Men can be men but they don't have to be dickheads about it

Boys will be boys...

When I was 18, a group of lads started a group chat to talk about all the things lads like to talk about.


Some of their topics included football, wrestling, and the appearances of many of the women they were also friends with.

What struck me at the time was not the blatant sexism of a lot of the group's content but how little it bothered me.

This was what young men did, and who were we to interrupt their fun?

Once the chat's existence became known to the wider group I, like many others, feigned disinterest, while simultaneously wondering what, if anything, had been said about me.


The chat eventually became void when it was infiltrated by another friend (a man) who shared the majority of the relevant messages with the group.

Understandably, people were not impressed with what had been said but it didn't take long for the whole incident to blow over, for people to forget, and for another lad-based chat to pop up with a similar name containing the same people.

As an 18-year-old who had never really been so readily exposed to members of the opposite sex before, I assumed this kind of behaviour was normal.

Of course lads were going to share photos of women they knew in chats, make comments about their appearances, and discuss the women's behaviour on nights out.


If they talked about you, you weren't mad about it, you were lucky - they'd picked you to focus their attention on.

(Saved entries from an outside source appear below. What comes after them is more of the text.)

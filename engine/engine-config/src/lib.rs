//! Centralized configuration loading from config.toml.
//!
//! This crate provides the configuration structs and loading logic shared
//! by the search engines and the arena binary. It deliberately knows
//! nothing about the engine crates; callers map these plain values onto
//! the engines' own config types.
//!
//! # Configuration Priority
//!
//! Settings are loaded with the following priority (highest to lowest):
//! 1. Environment variables (`CARDSEARCH_<SECTION>_<KEY>`)
//! 2. config.toml file
//! 3. Built-in defaults (config.defaults.toml, embedded at compile time)
//!
//! # Environment Variable Override Pattern
//!
//! ```text
//! CARDSEARCH_<SECTION>_<KEY>=value
//!
//! Examples:
//!     CARDSEARCH_COMMON_SEED=7
//!     CARDSEARCH_TIME_DEFAULT_MOVE_TIME_MS=250
//!     CARDSEARCH_ALPHABETA_MAX_DEPTH=12
//!     CARDSEARCH_MCTS_BACKUP=acting_player
//!     CARDSEARCH_ARENA_PLAYER_ONE=flat-mc
//! ```

mod defaults;
mod loader;
mod structs;

pub use defaults::*;
pub use loader::{apply_env_overrides, load_config, load_from_path, CONFIG_SEARCH_PATHS};
pub use structs::*;
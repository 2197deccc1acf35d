pub mod config;
pub mod error;
pub mod model;

pub use error::{Result, SpanlensError};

You were the chosen one, no matter what was being said.

During the course of the recent Belfast rape trial, the jury heard the content of WhatsApp and text messages shared between the defendants regarding the night in question.

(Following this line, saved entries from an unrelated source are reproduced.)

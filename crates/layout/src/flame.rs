use std::collections::HashSet;

use serde::Serialize;
use spanlens_core::model::span::SpanRecord;
use tracing::debug;

use crate::tree::SpanTree;

/// One rectangle in a flame graph. `start_offset` and `width_ratio` are
/// normalized to [0, 1] relative to the root's full extent.
#[derive(Debug, Clone, Serialize, PartialEq)]
pub struct FlameBlock {
    pub span: SpanRecord,
    pub depth: usize,
    pub start_offset: f64,
    pub width_ratio: f64,
}

#[derive(Debug, Clone, Serialize, Default, PartialEq)]
pub struct FlameLayout {
    pub blocks: Vec<FlameBlock>,
    pub max_depth: usize,
}

/// Proportional flame layout: each child's width is its share of the
/// siblings' summed duration, nested inside the parent's extent. The first
/// root in input order anchors the layout; spans unreachable from it are
/// omitted.
pub fn build_flame_layout(spans: &[SpanRecord]) -> FlameLayout {
    let tree = SpanTree::build(spans);
    let Some(root) = tree.first_root() else {
        return FlameLayout::default();
    };

    let mut layout = FlameLayout::default();
    let mut visited: HashSet<&str> = HashSet::new();
    visited.insert(root.span_id.as_str());
    place_proportional(&tree, root, 0, 0.0, 1.0, &mut visited, &mut layout);
    layout
}

fn place_proportional<'a>(
    tree: &SpanTree<'a>,
    span: &'a SpanRecord,
    depth: usize,
    start_offset: f64,
    width_ratio: f64,
    visited: &mut HashSet<&'a str>,
    layout: &mut FlameLayout,
) {
    layout.max_depth = layout.max_depth.max(depth);
    layout.blocks.push(FlameBlock {
        span: span.clone(),
        depth,
        start_offset,
        width_ratio,
    });

    let children = unvisited_children(tree, span, visited);
    let total: f64 = children.iter().map(|c| c.duration_ms).sum();

    let mut running_offset = start_offset;
    for child in children {
        // Zero-duration sibling groups degrade to zero-width blocks rather
        // than dividing by zero.
        let child_width = if total > 0.0 {
            width_ratio * (child.duration_ms / total)
        } else {
            0.0
        };
        place_proportional(
            tree,
            child,
            depth + 1,
            running_offset,
            child_width,
            visited,
            layout,
        );
        running_offset += child_width;
    }
}

/// Timestamp-anchored flame layout: blocks are positioned by wall-clock
/// offset from the root and sized by their share of the root's duration.
/// Children whose timestamps or durations are inconsistent with the root's
/// extent produce offsets outside [0, 1]; they are emitted as-is for the
/// renderer to handle.
pub fn build_flame_timeline(spans: &[SpanRecord]) -> FlameLayout {
    let tree = SpanTree::build(spans);
    let Some(root) = tree.first_root() else {
        return FlameLayout::default();
    };

    let mut layout = FlameLayout::default();
    let mut visited: HashSet<&str> = HashSet::new();
    visited.insert(root.span_id.as_str());
    place_timed(&tree, root, root, 0, &mut visited, &mut layout);
    layout
}

fn place_timed<'a>(
    tree: &SpanTree<'a>,
    root: &'a SpanRecord,
    span: &'a SpanRecord,
    depth: usize,
    visited: &mut HashSet<&'a str>,
    layout: &mut FlameLayout,
) {
    let (start_offset, width_ratio) = if root.duration_ms > 0.0 {
        (
            (span.start_ms() - root.start_ms()) / root.duration_ms,
            span.duration_ms / root.duration_ms,
        )
    } else {
        (0.0, 0.0)
    };

    layout.max_depth = layout.max_depth.max(depth);
    layout.blocks.push(FlameBlock {
        span: span.clone(),
        depth,
        start_offset,
        width_ratio,
    });

    for child in unvisited_children(tree, span, visited) {
        place_timed(tree, root, child, depth + 1, visited, layout);
    }
}

fn unvisited_children<'a>(
    tree: &SpanTree<'a>,
    span: &'a SpanRecord,
    visited: &mut HashSet<&'a str>,
) -> Vec<&'a SpanRecord> {
    tree.children_of(&span.span_id)
        .iter()
        .filter(|c| {
            let fresh = visited.insert(c.span_id.as_str());
            if !fresh {
                debug!(span_id = %c.span_id, "cycle broken in flame traversal");
            }
            fresh
        })
        .copied()
        .collect()
}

Paddy Jackson and Stuart Olding were found not guilty of rape, Blane McIlory was found not guilty of exposure, and Rory Harrison was found not guilty of perverting the course of justice and withholding information.


Many deemed the content of their messages (which you can read in full here) to be shocking and unacceptable, while others saw the WhatsApps as indicative of the toxic lad culture that still dominates Ireland and elsewhere.

The general consensus though seemed to be that these messages weren't exclusive to one group chat on one given night.

After all, we've all heard the stories of the dodgy Facebook Messenger groups that rate women, nudes that have been sent around chats in the form of revenge porn, and the #UCD200 story that dominated social media for weeks back in 2016.

Regardless though, whatever way you want to look at it the excuse that 'boys will be boys' just does not hold any weight any more.


Feminism has long been criticised for attacking men when really feminism exists to help people set up an equal playing field - one where toxic masculinity doesn't act as a manual for how all men should act, bringing someone back to your gaff doesn't mean that they owe you sex, and being a 'lad' doesn't mean being the worst person in the world.

Words are just words and nobody could honestly say that a few harsh comments or rude judgements in a group chat is as damaging as half of the other things that women have to be dealing with.

But when they're repeated, words can lead to more - they can encourage questionable behaviour, normalise abusive actions, and conflate the idea of having the craic with ruining somebody else's night.

The people who engage in these kinds of 'banter' often aren't boys - they're men. Literal grownup men who have jobs, who are educated, and who should know better.

After all, men can be men without being dickheads about it.